What is expected >> When "content" occurs in a line of the material, copy that line.
#####
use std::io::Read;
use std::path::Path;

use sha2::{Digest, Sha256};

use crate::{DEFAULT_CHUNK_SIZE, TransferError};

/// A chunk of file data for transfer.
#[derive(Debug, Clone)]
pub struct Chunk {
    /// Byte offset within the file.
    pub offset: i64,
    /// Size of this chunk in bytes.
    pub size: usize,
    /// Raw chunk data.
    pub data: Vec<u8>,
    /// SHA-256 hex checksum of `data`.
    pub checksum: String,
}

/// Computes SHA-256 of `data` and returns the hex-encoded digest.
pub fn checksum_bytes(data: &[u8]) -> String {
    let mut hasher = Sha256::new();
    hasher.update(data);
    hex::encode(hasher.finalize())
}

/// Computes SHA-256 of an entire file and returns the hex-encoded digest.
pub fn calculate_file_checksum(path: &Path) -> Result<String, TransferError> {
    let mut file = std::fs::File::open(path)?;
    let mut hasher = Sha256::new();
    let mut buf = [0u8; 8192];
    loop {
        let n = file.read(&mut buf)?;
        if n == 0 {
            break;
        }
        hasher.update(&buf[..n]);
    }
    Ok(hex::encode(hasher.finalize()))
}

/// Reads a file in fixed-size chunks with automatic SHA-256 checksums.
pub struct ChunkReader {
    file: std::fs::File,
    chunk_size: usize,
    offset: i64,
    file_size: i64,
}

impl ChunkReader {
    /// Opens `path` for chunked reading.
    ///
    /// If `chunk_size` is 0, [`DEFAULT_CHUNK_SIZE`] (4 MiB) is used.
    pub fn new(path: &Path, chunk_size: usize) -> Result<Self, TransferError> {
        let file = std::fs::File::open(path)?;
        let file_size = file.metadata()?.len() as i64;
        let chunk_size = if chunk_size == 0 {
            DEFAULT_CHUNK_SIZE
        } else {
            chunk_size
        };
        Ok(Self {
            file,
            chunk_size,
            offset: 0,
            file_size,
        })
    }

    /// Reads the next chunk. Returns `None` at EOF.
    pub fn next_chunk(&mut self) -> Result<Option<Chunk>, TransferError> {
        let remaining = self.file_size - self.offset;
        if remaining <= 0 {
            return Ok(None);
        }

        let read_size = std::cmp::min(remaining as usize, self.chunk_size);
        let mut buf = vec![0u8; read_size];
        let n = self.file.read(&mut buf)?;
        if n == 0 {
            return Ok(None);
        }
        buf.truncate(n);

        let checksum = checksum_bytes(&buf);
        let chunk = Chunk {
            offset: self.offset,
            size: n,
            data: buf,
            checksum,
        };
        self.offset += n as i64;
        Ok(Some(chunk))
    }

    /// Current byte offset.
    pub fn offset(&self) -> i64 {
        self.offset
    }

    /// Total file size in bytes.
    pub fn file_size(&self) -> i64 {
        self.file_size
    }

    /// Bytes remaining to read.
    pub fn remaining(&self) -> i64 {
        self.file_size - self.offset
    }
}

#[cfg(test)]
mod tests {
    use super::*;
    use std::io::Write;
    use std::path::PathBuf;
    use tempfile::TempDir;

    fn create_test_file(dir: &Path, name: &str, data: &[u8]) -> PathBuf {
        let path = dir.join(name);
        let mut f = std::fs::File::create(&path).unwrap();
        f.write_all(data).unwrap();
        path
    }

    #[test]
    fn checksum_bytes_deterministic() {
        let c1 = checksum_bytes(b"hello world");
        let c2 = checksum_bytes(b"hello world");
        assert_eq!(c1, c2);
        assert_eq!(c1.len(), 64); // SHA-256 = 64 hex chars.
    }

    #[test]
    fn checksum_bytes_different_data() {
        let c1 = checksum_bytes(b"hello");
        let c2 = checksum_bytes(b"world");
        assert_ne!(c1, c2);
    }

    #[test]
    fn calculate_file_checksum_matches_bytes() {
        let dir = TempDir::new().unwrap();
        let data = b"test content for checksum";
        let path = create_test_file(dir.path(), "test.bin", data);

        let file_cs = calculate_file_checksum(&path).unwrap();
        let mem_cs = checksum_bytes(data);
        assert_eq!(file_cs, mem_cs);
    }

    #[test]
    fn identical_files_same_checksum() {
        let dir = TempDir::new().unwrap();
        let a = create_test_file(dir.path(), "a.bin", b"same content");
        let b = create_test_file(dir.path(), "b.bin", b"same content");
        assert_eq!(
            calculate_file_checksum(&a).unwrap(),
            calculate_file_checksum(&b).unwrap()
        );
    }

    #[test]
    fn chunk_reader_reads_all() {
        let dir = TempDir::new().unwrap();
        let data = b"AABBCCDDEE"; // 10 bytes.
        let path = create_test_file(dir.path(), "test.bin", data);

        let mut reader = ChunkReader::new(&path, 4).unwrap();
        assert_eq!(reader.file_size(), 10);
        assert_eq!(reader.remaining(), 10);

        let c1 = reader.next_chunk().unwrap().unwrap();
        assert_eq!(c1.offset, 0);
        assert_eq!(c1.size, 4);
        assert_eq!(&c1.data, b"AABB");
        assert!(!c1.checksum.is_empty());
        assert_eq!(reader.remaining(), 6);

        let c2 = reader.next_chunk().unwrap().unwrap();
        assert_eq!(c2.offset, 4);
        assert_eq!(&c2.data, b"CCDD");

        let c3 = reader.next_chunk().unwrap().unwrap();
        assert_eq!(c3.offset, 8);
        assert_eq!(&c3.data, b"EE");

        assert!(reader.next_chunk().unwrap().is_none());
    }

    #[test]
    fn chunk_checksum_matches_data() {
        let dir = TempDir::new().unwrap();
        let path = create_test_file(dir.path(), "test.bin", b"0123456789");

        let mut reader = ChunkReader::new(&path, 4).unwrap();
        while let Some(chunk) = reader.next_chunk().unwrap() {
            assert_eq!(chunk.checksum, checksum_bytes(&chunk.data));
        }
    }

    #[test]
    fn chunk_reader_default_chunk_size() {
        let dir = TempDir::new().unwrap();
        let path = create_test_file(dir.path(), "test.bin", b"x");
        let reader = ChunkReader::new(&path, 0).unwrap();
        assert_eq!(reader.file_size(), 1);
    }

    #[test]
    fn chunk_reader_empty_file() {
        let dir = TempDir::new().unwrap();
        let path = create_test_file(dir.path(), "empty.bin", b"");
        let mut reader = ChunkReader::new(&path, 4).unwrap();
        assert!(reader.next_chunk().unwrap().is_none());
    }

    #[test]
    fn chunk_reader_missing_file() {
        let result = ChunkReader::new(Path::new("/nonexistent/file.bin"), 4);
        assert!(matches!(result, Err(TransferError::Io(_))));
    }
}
#####
Your response >>
        let data = b"test content for checksum";
        let a = create_test_file(dir.path(), "a.bin", b"same content");
        let b = create_test_file(dir.path(), "b.bin", b"same content");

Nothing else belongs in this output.